Lambda Already Scales Horizontally
Lambda concurrency is not the same as Python concurrency. AWS Lambda scales the function by running multiple execution environments. Python threads or async do not make Lambda itself scale horizontally. They only help your code do more work inside a single invocation.
Request 1 -> Lambda environment 1
Request 2 -> Lambda environment 2
Request 3 -> Lambda environment 3
Request 4 -> Lambda environment 4
This distinction is important. If your Lambda function receives 1,000 API Gateway requests at the same time, AWS can run many Lambda environments. If one invocation needs to call three APIs, threads or async can help that single invocation call those APIs concurrently.
Cold Starts and Warm Starts
A cold start happens when Lambda creates a new execution environment. Python imports modules, initializes global variables, creates clients, and prepares the runtime. A warm start happens when Lambda reuses an existing environment for another invocation.
Cold start:
Create environment
Import modules
Initialize global objects
Run handler
Warm start:
Reuse environment
Run handler again
Global variables may survive between warm invocations. This is useful for reusing SDK clients, database pools, configuration, and sometimes event loop-related objects. However, you should never assume a warm start is guaranteed.
Memory and CPU Allocation
In Lambda, memory configuration also affects available CPU. Increasing memory can improve CPU-bound work, import speed, compression, JSON processing, cryptography, and some network-heavy workloads. This means performance tuning is not only about code; Lambda memory size can change execution speed and cost.
Rule of thumb: for IO-heavy Lambda functions, use threads or async to reduce waiting time. For CPU-heavy Lambda functions, test higher memory settings or move the work to a more appropriate compute model.
Concurrency Inside One Lambda Invocation
Why Invocation-Level Concurrency Matters
Inside one Lambda invocation, code can still be slow if it waits for multiple external operations sequentially. For example, an API Lambda may need to fetch a user profile, order history, permissions, and feature flags before returning a response.
Sequential flow:
Get user 300 ms
Get orders 300 ms
Get payments 300 ms
Total: about 900 ms
If these operations are independent, they can be performed concurrently.
Concurrent flow:
Get user 300 ms
Get orders 300 ms
Get payments 300 ms
Total: about 300 ms
This matters in Lambda because duration affects latency and cost. Reducing a function from 900 ms to 300 ms can make the system faster and cheaper, assuming the added complexity is justified.

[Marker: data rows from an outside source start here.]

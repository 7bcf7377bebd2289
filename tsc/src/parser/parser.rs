use tracing::debug;

use super::lexer::{Token, TokenKind};
use crate::error::{CompileError, ErrorCode};
use crate::ir::ast::{self, BinaryOperator, Expression, Statement, UnaryOperator};

/// Builds the AST from a token sequence terminated by `EOF`.
///
/// Reading past the last token yields a synthetic `EOF`, so a missing
/// terminator is tolerated. Names are not resolved here: assignment to an
/// undeclared variable parses fine and is rejected by the backend.
/// Deepest allowed nesting of blocks, parentheses and unary operators.
pub const MAX_NESTING: usize = 256;

pub fn parse_tokens(tokens: Vec<Token>) -> Result<ast::Program, CompileError> {
    let mut parser = Parser::new(tokens);
    let program = parser.parse_program()?;
    debug!(statements = program.body.len(), "parsed program");
    Ok(program)
}

struct Parser {
    tokens: Vec<Token>,
    position: usize,
    eof: Token,
    depth: usize,
}

impl Parser {
    fn new(tokens: Vec<Token>) -> Self {
        let eof = match tokens.last() {
            Some(token) if token.kind == TokenKind::Eof => token.clone(),
            last => Token::eof_after(last),
        };
        Self {
            tokens,
            position: 0,
            eof,
            depth: 0,
        }
    }

    fn parse_program(&mut self) -> Result<ast::Program, CompileError> {
        let mut body = Vec::new();

        while !self.check(TokenKind::Eof) {
            body.push(self.parse_statement()?);
        }

        Ok(ast::Program { body })
    }

    fn parse_statement(&mut self) -> Result<Statement, CompileError> {
        match self.peek().kind {
            TokenKind::KwLet => self.parse_var_decl(),
            // Присваивание только если за именем идёт '='
            TokenKind::Ident if self.lookahead(1).kind == TokenKind::Equal => self.parse_assign(),
            TokenKind::KwPrint => self.parse_print(),
            TokenKind::KwIf => self.parse_if(),
            TokenKind::KwWhile => self.parse_while(),
            TokenKind::LBrace => {
                let block = self.parse_block()?;
                Ok(Statement::Block { body: block.body })
            }
            kind => Err(self.error_here(ErrorCode::ParseStatement, format!("Unexpected {}", kind))),
        }
    }

    fn parse_var_decl(&mut self) -> Result<Statement, CompileError> {
        self.expect(TokenKind::KwLet)?;
        let id = self.expect(TokenKind::Ident)?.lexeme.clone();

        let init = if self.matches(TokenKind::Equal) {
            Some(self.parse_expression()?)
        } else {
            None
        };

        self.expect(TokenKind::Semicolon)?;
        Ok(Statement::VarDecl { id, init })
    }

    fn parse_assign(&mut self) -> Result<Statement, CompileError> {
        let id = self.expect(TokenKind::Ident)?.lexeme.clone();
        self.expect(TokenKind::Equal)?;
        let expr = self.parse_expression()?;
        self.expect(TokenKind::Semicolon)?;
        Ok(Statement::Assign { id, expr })
    }

    fn parse_print(&mut self) -> Result<Statement, CompileError> {
        self.expect(TokenKind::KwPrint)?;
        let expr = self.parse_condition()?;
        self.expect(TokenKind::Semicolon)?;
        Ok(Statement::Print { expr })
    }

    fn parse_if(&mut self) -> Result<Statement, CompileError> {
        self.expect(TokenKind::KwIf)?;
        let test = self.parse_condition()?;
        let then = self.parse_block()?;

        let otherwise = if self.matches(TokenKind::KwElse) {
            Some(self.parse_block()?)
        } else {
            None
        };

        Ok(Statement::If {
            test,
            then,
            otherwise,
        })
    }

    fn parse_while(&mut self) -> Result<Statement, CompileError> {
        self.expect(TokenKind::KwWhile)?;
        let test = self.parse_condition()?;
        let body = self.parse_block()?;
        Ok(Statement::While { test, body })
    }

    /// `( expr )` after `print`, `if` and `while`.
    fn parse_condition(&mut self) -> Result<Expression, CompileError> {
        self.expect(TokenKind::LParen)?;
        let expr = self.parse_expression()?;
        self.expect(TokenKind::RParen)?;
        Ok(expr)
    }

    fn parse_block(&mut self) -> Result<ast::Block, CompileError> {
        self.nested(|parser| {
            parser.expect(TokenKind::LBrace)?;

            let mut body = Vec::new();
            while !parser.check(TokenKind::RBrace) {
                body.push(parser.parse_statement()?);
            }

            parser.expect(TokenKind::RBrace)?;
            Ok(ast::Block { body })
        })
    }

    fn parse_expression(&mut self) -> Result<Expression, CompileError> {
        self.parse_binary(1)
    }

    /// Precedence climbing: the right operand is parsed one level above the
    /// operator, which makes every operator left-associative.
    fn parse_binary(&mut self, min_precedence: u8) -> Result<Expression, CompileError> {
        let mut left = self.parse_unary()?;

        while let Some(op) = binary_operator(self.peek().kind) {
            let precedence = op.precedence();
            if precedence < min_precedence {
                break;
            }
            self.advance();
            let right = self.parse_binary(precedence + 1)?;
            left = Expression::binary(op, left, right);
        }

        Ok(left)
    }

    fn parse_unary(&mut self) -> Result<Expression, CompileError> {
        let op = match self.peek().kind {
            TokenKind::Bang => UnaryOperator::Not,
            TokenKind::Minus => UnaryOperator::Neg,
            _ => return self.parse_primary(),
        };
        self.advance();
        let expr = self.nested(Self::parse_unary)?;
        Ok(Expression::unary(op, expr))
    }

    fn parse_primary(&mut self) -> Result<Expression, CompileError> {
        match self.peek().kind {
            TokenKind::Int => {
                let token = self.advance();
                let value = token.value.or_else(|| token.lexeme.parse().ok());
                match value {
                    Some(value) => Ok(Expression::int(value)),
                    None => {
                        let message = format!("Bad integer literal '{}'", token.lexeme);
                        Err(self.error_at_previous(ErrorCode::ParsePrimary, message))
                    }
                }
            }
            TokenKind::Ident => Ok(Expression::ident(self.advance().lexeme.clone())),
            TokenKind::LParen => self.nested(Self::parse_condition),
            kind => Err(self.error_here(ErrorCode::ParsePrimary, format!("Bad token {}", kind))),
        }
    }

    // Вспомогательные методы

    /// Runs `parse` one nesting level deeper, failing with
    /// [`ErrorCode::ParseDepth`] past [`MAX_NESTING`].
    fn nested<T>(
        &mut self,
        parse: impl FnOnce(&mut Self) -> Result<T, CompileError>,
    ) -> Result<T, CompileError> {
        if self.depth >= MAX_NESTING {
            let message = format!("Nesting deeper than {} levels", MAX_NESTING);
            return Err(self.error_here(ErrorCode::ParseDepth, message));
        }
        self.depth += 1;
        let result = parse(self);
        self.depth -= 1;
        result
    }

    fn peek(&self) -> &Token {
        self.lookahead(0)
    }

    fn lookahead(&self, n: usize) -> &Token {
        self.tokens.get(self.position + n).unwrap_or(&self.eof)
    }

    fn check(&self, kind: TokenKind) -> bool {
        self.peek().kind == kind
    }

    fn advance(&mut self) -> &Token {
        let index = self.position;
        if index < self.tokens.len() {
            self.position += 1;
        }
        self.tokens.get(index).unwrap_or(&self.eof)
    }

    fn matches(&mut self, kind: TokenKind) -> bool {
        if self.check(kind) {
            self.advance();
            true
        } else {
            false
        }
    }

    fn expect(&mut self, expected: TokenKind) -> Result<&Token, CompileError> {
        self.expect_with(expected, ErrorCode::ParseExpect)
    }

    fn expect_with(&mut self, expected: TokenKind, code: ErrorCode) -> Result<&Token, CompileError> {
        if !self.check(expected) {
            let message = format!("Expected {}, got {}", expected, self.peek().kind);
            return Err(self.error_here(code, message));
        }
        Ok(self.advance())
    }

    fn error_here(&self, code: ErrorCode, message: String) -> CompileError {
        let span = self.peek().span;
        CompileError::SyntaxError {
            line: span.line,
            col: span.col,
            code,
            message,
        }
    }

    fn error_at_previous(&self, code: ErrorCode, message: String) -> CompileError {
        let token = self
            .position
            .checked_sub(1)
            .and_then(|index| self.tokens.get(index))
            .unwrap_or(&self.eof);
        CompileError::SyntaxError {
            line: token.span.line,
            col: token.span.col,
            code,
            message,
        }
    }
}

fn binary_operator(kind: TokenKind) -> Option<BinaryOperator> {
    let op = match kind {
        TokenKind::Or => BinaryOperator::Or,
        TokenKind::And => BinaryOperator::And,
        TokenKind::EqEq => BinaryOperator::Equal,
        TokenKind::BangEq => BinaryOperator::NotEqual,
        TokenKind::Lt => BinaryOperator::Less,
        TokenKind::Le => BinaryOperator::LessEqual,
        TokenKind::Gt => BinaryOperator::Greater,
        TokenKind::Ge => BinaryOperator::GreaterEqual,
        TokenKind::Plus => BinaryOperator::Add,
        TokenKind::Minus => BinaryOperator::Subtract,
        TokenKind::Star => BinaryOperator::Multiply,
        TokenKind::Slash => BinaryOperator::Divide,
        TokenKind::Percent => BinaryOperator::Modulo,
        _ => return None,
    };
    Some(op)
}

IO-Bound vs CPU-Bound Work
IO-bound work spends most of its time waiting for external systems. Examples include HTTP calls, DynamoDB requests, S3 operations, Redis calls, database queries, and queue interactions. Threads and async can help because they allow other work to continue while one operation waits.
CPU-bound work spends most of its time using the processor. Examples include image processing, compression, encryption, large JSON transformations, heavy calculations, and machine learning inference. Threads and async are usually not the best tools for CPU-heavy Python code, especially because of the GIL in standard CPython.
| Workload | Examples | Good Lambda Concurrency Option |
|---|---|---|
| IO-bound | HTTP APIs, S3, DynamoDB, Redis, SQL queries | Threads or async |
| CPU-bound | Image processing, compression, heavy calculations | More memory/CPU, multiprocessing, worker service, external compute |
| Mixed | Fetch data, transform it, store result | Measure bottleneck first |
Threads in AWS Lambda
How Threads Work in Lambda
Threads run multiple execution paths inside the same Lambda process. They are useful when your code uses blocking libraries such as boto3, requests, traditional SQL drivers, or blocking SDKs.
When one thread waits for a network response, another thread can continue. This can reduce the total duration of one Lambda invocation when several independent blocking operations need to happen.
Lambda invocation
|
ThreadPoolExecutor
|
+-------------+-------------+-------------+
| | |
API call S3 call DynamoDB call
ThreadPoolExecutor Example
Use ThreadPoolExecutor instead of manually creating many threads. It limits concurrency and keeps the code easier to control.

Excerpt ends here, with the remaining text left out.